By Kevin Howley
Abstract:
The dominant metaphor for imagining the Information Age, the information superhighway, obscures the potential for emerging technologies to radically alter socio-political relations, promoting instead a hyper-accelerated present, a digitized status quo. Cyberspace, on the other hand, the "consensual hallucination" of William Gibson's virtual vision of tomorrow is somewhat more satisfactory (particularly in it's spatial emphasis), but remains problematic in its vague, illusory and decidedly pessimistic vision of "the matrix." At this time I offer an alternative metaphor for the information age: electronic agrarianism. I do not offer this as the metaphor for understanding the new media environment, rather, I offer an organic metaphor as a tool for (re)imagining an ecology of man, machine, and nature at a time when it is still possible to shape the technologies we use, and the way in which we use them.
Visual and literary artists and theorists have long understood the power of metaphor to relate abstract concepts with an economy of style and an imaginative clarity sadly lacking in other disciplines and knowledge systems.
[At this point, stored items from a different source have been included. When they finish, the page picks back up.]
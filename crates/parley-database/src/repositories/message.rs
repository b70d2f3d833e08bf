//! Message repository implementation.

use sqlx::PgPool;

use parley_core::result::AppResult;
use parley_core::types::id::{MessageId, UserId};
use parley_entity::message::{CreateMessage, Message};

use super::query_error;

/// Repository for direct messages.
#[derive(Debug, Clone)]
pub struct MessageRepository {
    pool: PgPool,
}

impl MessageRepository {
    /// Create a new message repository.
    pub fn new(pool: PgPool) -> Self {
        Self { pool }
    }

    /// Persist a message. The row is committed when this returns.
    pub async fn create(&self, data: &CreateMessage) -> AppResult<Message> {
        sqlx::query_as::<_, Message>(
            "INSERT INTO messages (id, sender_id, receiver_id, text, image_url) \
             VALUES ($1, $2, $3, $4, $5) \
             RETURNING *",
        )
        .bind(MessageId::new())
        .bind(data.sender_id)
        .bind(data.receiver_id)
        .bind(&data.text)
        .bind(&data.image_url)
        .fetch_one(&self.pool)
        .await
        .map_err(|e| query_error("Failed to create message", e))
    }

    /// All messages exchanged between `a` and `b`, oldest first.
    pub async fn find_conversation(&self, a: UserId, b: UserId) -> AppResult<Vec<Message>> {
        sqlx::query_as::<_, Message>(
            "SELECT * FROM messages \
             WHERE (sender_id = $1 AND receiver_id = $2) \
                OR (sender_id = $2 AND receiver_id = $1) \
             ORDER BY created_at ASC, id ASC",
        )
        .bind(a)
        .bind(b)
        .fetch_all(&self.pool)
        .await
        .map_err(|e| query_error("Failed to load conversation", e))
    }
}
//! Object storage configuration for uploaded images.

use serde::{Deserialize, Serialize};

/// Top-level storage configuration.
#[derive(Debug, Clone, Serialize, Deserialize)]
pub struct StorageConfig {
    /// Active provider: `"local"` or `"s3"`.
    #[serde(default = "default_provider")]
    pub provider: String,
    /// Maximum accepted image size in bytes (default 5 MB).
    #[serde(default = "default_max_image")]
    pub max_image_size_bytes: u64,
    /// Local filesystem storage configuration.
    #[serde(default)]
    pub local: LocalStorageConfig,
    /// S3-compatible storage configuration.
    #[serde(default)]
    pub s3: S3StorageConfig,
}

impl Default for StorageConfig {
    fn default() -> Self {
        Self {
            provider: default_provider(),
            max_image_size_bytes: default_max_image(),
            local: LocalStorageConfig::default(),
            s3: S3StorageConfig::default(),
        }
    }
}

/// Local filesystem storage configuration.
#[derive(Debug, Clone, Serialize, Deserialize)]
pub struct LocalStorageConfig {
    /// Directory uploaded objects are written to.
    #[serde(default = "default_local_root")]
    pub root_path: String,
    /// URL prefix under which the directory is served.
    #[serde(default = "default_local_base_url")]
    pub public_base_url: String,
}

impl Default for LocalStorageConfig {
    fn default() -> Self {
        Self {
            root_path: default_local_root(),
            public_base_url: default_local_base_url(),
        }
    }
}

/// S3-compatible object storage configuration.
#[derive(Debug, Clone, Serialize, Deserialize)]
pub struct S3StorageConfig {
    /// S3 endpoint URL (for non-AWS services like MinIO).
    #[serde(default)]
    pub endpoint: String,
    /// AWS region.
    #[serde(default = "default_region")]
    pub region: String,
    /// S3 bucket name.
    #[serde(default)]
    pub bucket: String,
    /// Access key ID. Empty falls back to the default AWS credential chain.
    #[serde(default)]
    pub access_key: String,
    /// Secret access key.
    #[serde(default)]
    pub secret_key: String,
    /// Public URL prefix for stored objects.
    ///
    /// Empty means `https://{bucket}.s3.amazonaws.com`.
    #[serde(default)]
    pub public_base_url: String,
}

impl Default for S3StorageConfig {
    fn default() -> Self {
        Self {
            endpoint: String::new(),
            region: default_region(),
            bucket: String::new(),
            access_key: String::new(),
            secret_key: String::new(),
            public_base_url: String::new(),
        }
    }
}

fn default_provider() -> String {
    "local".to_string()
}

fn default_max_image() -> u64 {
    5_242_880 // 5 MB
}

fn default_local_root() -> String {
    "./data/uploads".to_string()
}

fn default_local_base_url() -> String {
    "/uploads".to_string()
}

fn default_region() -> String {
    "us-east-1".to_string()
}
That metaphor's utility for making sense of the world and creating meaning is lost on (or belittled by) empiricists has resulted in a devaluation of language as a heuristic device capable of revealing the world to us. What's more, until recently, the nature of language in shaping our world has gone relatively unnoticed, and remains, rather alarmingly, under theorized. And yet the use of language in general, and the employment of metaphor in particular is an essential tool for the human animal to understand that which is incomprehensible, to make accessible that which is cognitively out of reach, and to imagine what is possible. Put simply, metaphor, is the (malle)ability of language to rescue itself from its own descriptive shortcomings, and more significantly, to triumph in its unique efficiency to relate new, challenging and abstract concepts in a manner that is at once parsimonious and heuristic.
When considering new metaphors for imagining the Information Age we should consider the interactive capabilities of the new media environment. To be sure, these technologies do permit information to move from point to point over great distances and at tremendous speeds. Here the information superhighway metaphor adequately characterizes these technologies. But these media also allow each end user to "broadcast" messages to a large, geographically disperse audience, roughly analogous to radio and television. What's more, users can access news, information, files and databases from around the world. In this respect, there is a two-way flow of information, each user producing as well as consuming news and information.
The new media environment is a shared and sharing environment in which users "put in and take out" from the system. Returning to the origins of the term broadcasting, I suggest that the new media environment is reminiscent of an agricultural milieu in that it is a productive environment, an on-going process of creating, using, and sharing information, an electronic reaping and sowing. Therefore, rather than view the NII as a superhighway (with all its connotations of linearity, transportation, progress and speed) I suggest we consider the converged telecommunications infrastructure as a parcel of farmland to be cultivated.
The new media environment offers significant potential for the creation, appropriation, and revaluation of both abstract and material space for disempowered groups and individuals. Electronic agrarianism envisions the metaphorical and abstract space individuals, groups, and communities might create, occupy and cultivate on-line and engenders the self-sufficient, mutually supportive, creative potential Thomas Jefferson found in the principles of agrarianism.
Recalling Max Black's interaction view of metaphor, electronic agrarianism creates a "new context" informed by the potentials of emerging technologies, and the need to shape these technologies in a fashion that recalls the values and beliefs of agrarianism, the cornerstone of Jeffersonian democracy (Black, 1962 38). It is through the synthesis of two, seemingly incompatible concepts, advanced computing and telecommunications technologies, and agricultural self-sufficiency, that the Information Age might be reconceptualized in a manner that is consistent with the potentials of both man and machine.